Thursday, December 3, 2015

The microbiome and its pharmacological targets: therapeutic avenues in cardiometabolic diseases

Cardiometabolic diseases (CMD) present a complex array of interrelated risk factors affecting more than one billion people with a dramatic impact on mortality, morbidity and quality of life. These factors (including impaired glucose tolerance, dyslipidemia, arterial hypertension, insulin resistance and central obesity) are epidemiologically clustered — the presence of at least three of five of these symptoms corresponding to the ‘metabolic syndrome’ clinical diagnosis. Although many pharmacological mechanisms have been suggested, the underlying causes of CMD and its potential therapeutic avenues remain to be fully explored. With the advent of high-throughput methodologies (metagenomics, metabolomics), the gut microbiome emerged as one of the key drivers for CMD. The gut ecosystem, as well as its individual members, was shown to contribute to the host metabolism. A lower bacterial gene count (LGC) is associated to increased adiposity, insulin resistance and dyslipidemia and dietary intervention can improve both bacterial gene richness and clinical metabolic outcomes. Patients with type 2 diabetes (T2D) also show specific compositional and functional changes in their metagenomes.

With the increasing number of clinical studies reporting associations between the composition of the gut microbiota and CMD outcomes, one question arises — how are these changes in microbial ecology translated into pharmacological messages to the mammalian host? Consisting of trillions of non-pathogenic bacteria living in a symbiotic relationship with their host, gut microbiota produces several signalling molecules (e.g., LPS, peptidoglycans, but also metabolites) that bind host proteins and impact signalling networks, therefore playing a central role as chemical messengers in the microbial–mammalian crosstalk. The identification of the pharmacological targets and signalling pathways of these metabolites is key to a better understanding the molecular crosstalk supporting the microbial–mammalian metabolic axis — and provides a suitable framework for the discovery of the mechanistic basis of these associations. In this context, fine mapping of the microbial signalling metabolome and its host molecular targets opens up novel pharmacological avenues for microbiome interventions.

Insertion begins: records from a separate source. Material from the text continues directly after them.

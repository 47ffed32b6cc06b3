//! Post-mutation entitlement sync.
//!
//! After any mutation the cached role and the record snapshot are both
//! re-derived from ground truth, in a fixed order: invalidate the role
//! cache, obtain a freshly issued token, read the profile on it, then
//! refetch the subscription record. UI state is only updated from the
//! result, so displayed permissions never lag billing, not even for one
//! render.

use crate::auth::client::AuthClient;
use crate::auth::context::{AuthorizationContext, Role};
use crate::billing::client::BillingClient;
use crate::subscription::error::SubscriptionError;
use crate::subscription::record::SubscriptionRecord;
use crate::subscription::store::RecordStore;

/// Ground truth after a sync: the role on the fresh token and the
/// refetched subscription record.
#[derive(Debug, Clone)]
pub struct SyncOutcome {
    pub role: Role,
    pub subscription: Option<SubscriptionRecord>,
}

/// Re-syncs the role cache and record snapshot after mutations.
pub struct EntitlementSynchronizer<B, A>
where
    B: BillingClient,
    A: AuthClient,
{
    billing: B,
    auth: AuthorizationContext<A>,
    store: RecordStore,
}

impl<B, A> EntitlementSynchronizer<B, A>
where
    B: BillingClient,
    A: AuthClient,
{
    #[must_use]
    pub fn new(billing: B, auth: AuthorizationContext<A>, store: RecordStore) -> Self {
        Self { billing, auth, store }
    }

    #[must_use]
    pub fn billing(&self) -> &B {
        &self.billing
    }

    #[must_use]
    pub fn auth(&self) -> &AuthorizationContext<A> {
        &self.auth
    }

    #[must_use]
    pub fn store(&self) -> &RecordStore {
        &self.store
    }

    /// Refresh role and record from ground truth.
    ///
    /// A failed token refresh is fatal to the session's entitlement
    /// display: the role cache stays empty and the caller must surface a
    /// reconnect affordance rather than assume the mutation's outcome.
    /// A failed record refetch propagates as-is (retryable); the
    /// previous snapshot is left untouched.
    pub async fn sync(&self) -> Result<SyncOutcome, SubscriptionError> {
        let role = match self.auth.refresh().await {
            Ok(role) => role,
            Err(err) => {
                tracing::warn!(
                    target: "subscription.sync",
                    error = %err,
                    "Token refresh failed after mutation; reconnect required"
                );
                return Err(SubscriptionError::ReconnectRequired);
            }
        };

        let subscription = self.billing.get_current_subscription().await?;
        self.store.replace(subscription.clone());

        tracing::debug!(
            target: "subscription.sync",
            role = %role,
            has_subscription = subscription.is_some(),
            "Entitlement state re-synced"
        );

        Ok(SyncOutcome { role, subscription })
    }
}

#[cfg(test)]
mod tests {
    use super::*;
    use crate::auth::test::MockAuthClient;
    use crate::billing::test::MockBillingClient;
    use crate::subscription::record::{Plan, SubscriptionStatus};

    fn record() -> SubscriptionRecord {
        SubscriptionRecord {
            id: "sub_1".to_string(),
            plan: Plan::Monthly,
            status: SubscriptionStatus::Active,
            is_active: true,
            start_date: 1_700_000_000,
            end_date: None,
            cancelation_type: None,
            refund_status: None,
            days_remaining: None,
            payment_method: None,
        }
    }

    #[tokio::test]
    async fn test_sync_replaces_snapshot_and_role() {
        let billing = MockBillingClient::new().with_record(record());
        let auth = AuthorizationContext::with_hint(
            MockAuthClient::new().with_role(Role::Premium),
            Role::User,
        );
        let sync = EntitlementSynchronizer::new(billing, auth, RecordStore::new());

        let outcome = sync.sync().await.unwrap();
        assert_eq!(outcome.role, Role::Premium);
        assert_eq!(outcome.subscription.unwrap().id, "sub_1");
        assert_eq!(sync.store().snapshot().unwrap().id, "sub_1");
        assert_eq!(sync.auth().cached_role(), Some(Role::Premium));
    }

    #[tokio::test]
    async fn test_rejected_refresh_is_reconnect_required() {
        let billing = MockBillingClient::new().with_record(record());
        let auth = AuthorizationContext::new(
            MockAuthClient::new().with_role(Role::Premium).reject_refresh(),
        );
        let sync = EntitlementSynchronizer::new(billing, auth, RecordStore::new());

        let err = sync.sync().await.unwrap_err();
        assert_eq!(err, SubscriptionError::ReconnectRequired);
        assert!(err.is_fatal());
        // Stale role never survives a failed refresh.
        assert_eq!(sync.auth().cached_role(), None);
        // The record was not refetched on the failed path.
        assert_eq!(sync.billing().fetch_calls(), 0);
    }

    #[tokio::test]
    async fn test_failed_refetch_keeps_previous_snapshot() {
        let billing = MockBillingClient::new().fail_transport();
        let auth = AuthorizationContext::new(MockAuthClient::new().with_role(Role::Premium));
        let store = RecordStore::new();
        store.replace(Some(record()));
        let sync = EntitlementSynchronizer::new(billing, auth, store);

        let err = sync.sync().await.unwrap_err();
        assert!(err.is_retryable());
        assert!(sync.store().snapshot().is_some());
    }

    #[tokio::test]
    async fn test_sync_with_no_subscription_clears_snapshot() {
        let billing = MockBillingClient::new();
        let auth = AuthorizationContext::new(MockAuthClient::new().with_role(Role::User));
        let store = RecordStore::new();
        store.replace(Some(record()));
        let sync = EntitlementSynchronizer::new(billing, auth, store);

        let outcome = sync.sync().await.unwrap();
        assert!(outcome.subscription.is_none());
        assert!(sync.store().snapshot().is_none());
    }
}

Modulation of GLP-1 signalling is one of the possible routes through which prebiotics participate in the control of obesity and associated disorders. Treatment with the prebiotic oligofructose increases the total number of GLP-1 expressing cells in the colon of male Wistar rats. Interestingly, butyrate stimulates the production of GLP-1 in intestinal cells, highlighting that gut microbial modulation with prebiotics promotes the growth of butyrate-producing bacteria, thus increasing GLP-1 production. In general the beneficial effects of prebiotic and probiotics have been attributed to the increased SCFA production.

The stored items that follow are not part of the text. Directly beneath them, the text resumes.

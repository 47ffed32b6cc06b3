//! Subscription-specific error types.
//!
//! Granular errors for the action gateway and collaborators, convertible
//! to `WayfarerError` for transport-level consumers. The taxonomy has
//! four families: local precondition violations (no network call was
//! made), collaborator rejections, transient transport failures, and the
//! one fatal case, entitlement desync after a mutation.

use std::fmt;

use crate::subscription::lifecycle::LifecycleState;
use crate::subscription::record::Plan;

/// Subscription domain errors.
#[derive(Debug, Clone, PartialEq, Eq)]
pub enum SubscriptionError {
    // Precondition violations, rejected locally
    /// No access token is present; mutations short-circuit before any
    /// network call.
    NotAuthenticated,
    /// No subscription record exists to act on.
    NoSubscription,
    /// Another mutating action is already in flight for this
    /// subscription.
    ActionInProgress,
    /// Cancellation is not legal from the current state.
    CancelNotAllowed { state: LifecycleState },
    /// A cancellation is already scheduled; carries the server's own
    /// message when the rejection came from billing.
    CancellationAlreadyScheduled { message: String },
    /// Reactivation is only legal for an end-of-period cancellation that
    /// has not yet expired.
    ReactivateNotAllowed { state: LifecycleState },
    /// The cancellation's `end_date` has already passed.
    ReactivationWindowPassed,
    /// Plan changes are only legal from a fully active subscription.
    PlanChangeNotAllowed { state: LifecycleState },
    /// The requested plan is the current plan.
    SamePlan { plan: Plan },
    /// The requested plan is not a user-selectable target.
    PlanNotSwitchable { plan: Plan },
    /// Refunds are not legal from the current state.
    RefundNotAllowed { state: LifecycleState },
    /// The refund window has closed or eligibility could not be
    /// confirmed.
    RefundNotEligible { reason: String },

    // Collaborator rejection
    /// The billing or auth service rejected the request.
    Collaborator {
        operation: String,
        message: String,
        http_status: Option<u16>,
    },

    // Transient failure
    /// The collaborator could not be reached; state is unchanged and the
    /// user may retry manually.
    Transport { operation: String, message: String },

    // Fatal
    /// The post-mutation token refresh was rejected: displayed
    /// entitlement can no longer be trusted and the session must
    /// reconnect.
    ReconnectRequired,
}

impl fmt::Display for SubscriptionError {
    fn fmt(&self, f: &mut fmt::Formatter<'_>) -> fmt::Result {
        match self {
            Self::NotAuthenticated => {
                write!(f, "Not signed in")
            }
            Self::NoSubscription => {
                write!(f, "No subscription found")
            }
            Self::ActionInProgress => {
                write!(f, "Another subscription action is already in progress")
            }
            Self::CancelNotAllowed { state } => {
                write!(f, "Cannot cancel a subscription in state '{}'", state)
            }
            Self::CancellationAlreadyScheduled { message } => {
                write!(f, "{}", message)
            }
            Self::ReactivateNotAllowed { state } => {
                write!(f, "Cannot reactivate a subscription in state '{}'", state)
            }
            Self::ReactivationWindowPassed => {
                write!(f, "This subscription has already expired and cannot be reactivated")
            }
            Self::PlanChangeNotAllowed { state } => {
                write!(f, "Cannot change plan of a subscription in state '{}'", state)
            }
            Self::SamePlan { plan } => {
                write!(f, "Already on the {} plan", plan.display_name())
            }
            Self::PlanNotSwitchable { plan } => {
                write!(f, "Plan '{}' cannot be selected", plan)
            }
            Self::RefundNotAllowed { state } => {
                write!(f, "Cannot request a refund in state '{}'", state)
            }
            Self::RefundNotEligible { reason } => {
                write!(f, "Refund not available: {}", reason)
            }
            Self::Collaborator { operation, message, http_status } => {
                write!(f, "Billing service rejected '{}': {}", operation, message)?;
                if let Some(status) = http_status {
                    write!(f, " [HTTP {}]", status)?;
                }
                Ok(())
            }
            Self::Transport { operation, message } => {
                write!(f, "Could not reach the billing service during '{}': {}", operation, message)
            }
            Self::ReconnectRequired => {
                write!(f, "Session out of sync, please reconnect")
            }
        }
    }
}

impl std::error::Error for SubscriptionError {}

impl SubscriptionError {
    /// Whether this error was rejected locally, before any network call.
    #[must_use]
    pub fn is_precondition(&self) -> bool {
        matches!(
            self,
            Self::NotAuthenticated
                | Self::NoSubscription
                | Self::ActionInProgress
                | Self::CancelNotAllowed { .. }
                | Self::ReactivateNotAllowed { .. }
                | Self::ReactivationWindowPassed
                | Self::PlanChangeNotAllowed { .. }
                | Self::SamePlan { .. }
                | Self::PlanNotSwitchable { .. }
                | Self::RefundNotAllowed { .. }
                | Self::RefundNotEligible { .. }
        )
    }

    /// Whether the user may sensibly re-invoke the action manually.
    /// Nothing is ever retried automatically.
    #[must_use]
    pub fn is_retryable(&self) -> bool {
        matches!(self, Self::Transport { .. })
    }

    /// Whether this error invalidates the session's entitlement display.
    #[must_use]
    pub fn is_fatal(&self) -> bool {
        matches!(self, Self::ReconnectRequired)
    }
}

impl From<SubscriptionError> for crate::error::WayfarerError {
    fn from(err: SubscriptionError) -> Self {
        match &err {
            SubscriptionError::NotAuthenticated | SubscriptionError::ReconnectRequired => {
                crate::error::WayfarerError::Unauthorized(err.to_string())
            }

            SubscriptionError::NoSubscription => {
                crate::error::WayfarerError::NotFound(err.to_string())
            }

            SubscriptionError::ActionInProgress
            | SubscriptionError::CancellationAlreadyScheduled { .. } => {
                crate::error::WayfarerError::Conflict(err.to_string())
            }

            SubscriptionError::CancelNotAllowed { .. }
            | SubscriptionError::ReactivateNotAllowed { .. }
            | SubscriptionError::ReactivationWindowPassed
            | SubscriptionError::PlanChangeNotAllowed { .. }
            | SubscriptionError::RefundNotAllowed { .. }
            | SubscriptionError::RefundNotEligible { .. } => {
                crate::error::WayfarerError::Forbidden(err.to_string())
            }

            SubscriptionError::SamePlan { .. } | SubscriptionError::PlanNotSwitchable { .. } => {
                crate::error::WayfarerError::BadRequest(err.to_string())
            }

            SubscriptionError::Collaborator { http_status, .. } => match http_status {
                Some(400..=499) => crate::error::WayfarerError::BadRequest(err.to_string()),
                _ => crate::error::WayfarerError::Internal(err.to_string()),
            },

            SubscriptionError::Transport { .. } => {
                crate::error::WayfarerError::ServiceUnavailable(err.to_string())
            }
        }
    }
}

Faecal microbiota transplantation (FMT) was suggested as a strategy to transfer an ecologically stable bacterial community with beneficial properties. Studies on animal models demonstrated that murine microbiomes could be transplanted to impact body weight and that the architecture of the microbiome in obese mice matches the observations in obese patients. However, the effect of microbiome transplantations can be mitigated by environmental influences such as co-housing for animal models.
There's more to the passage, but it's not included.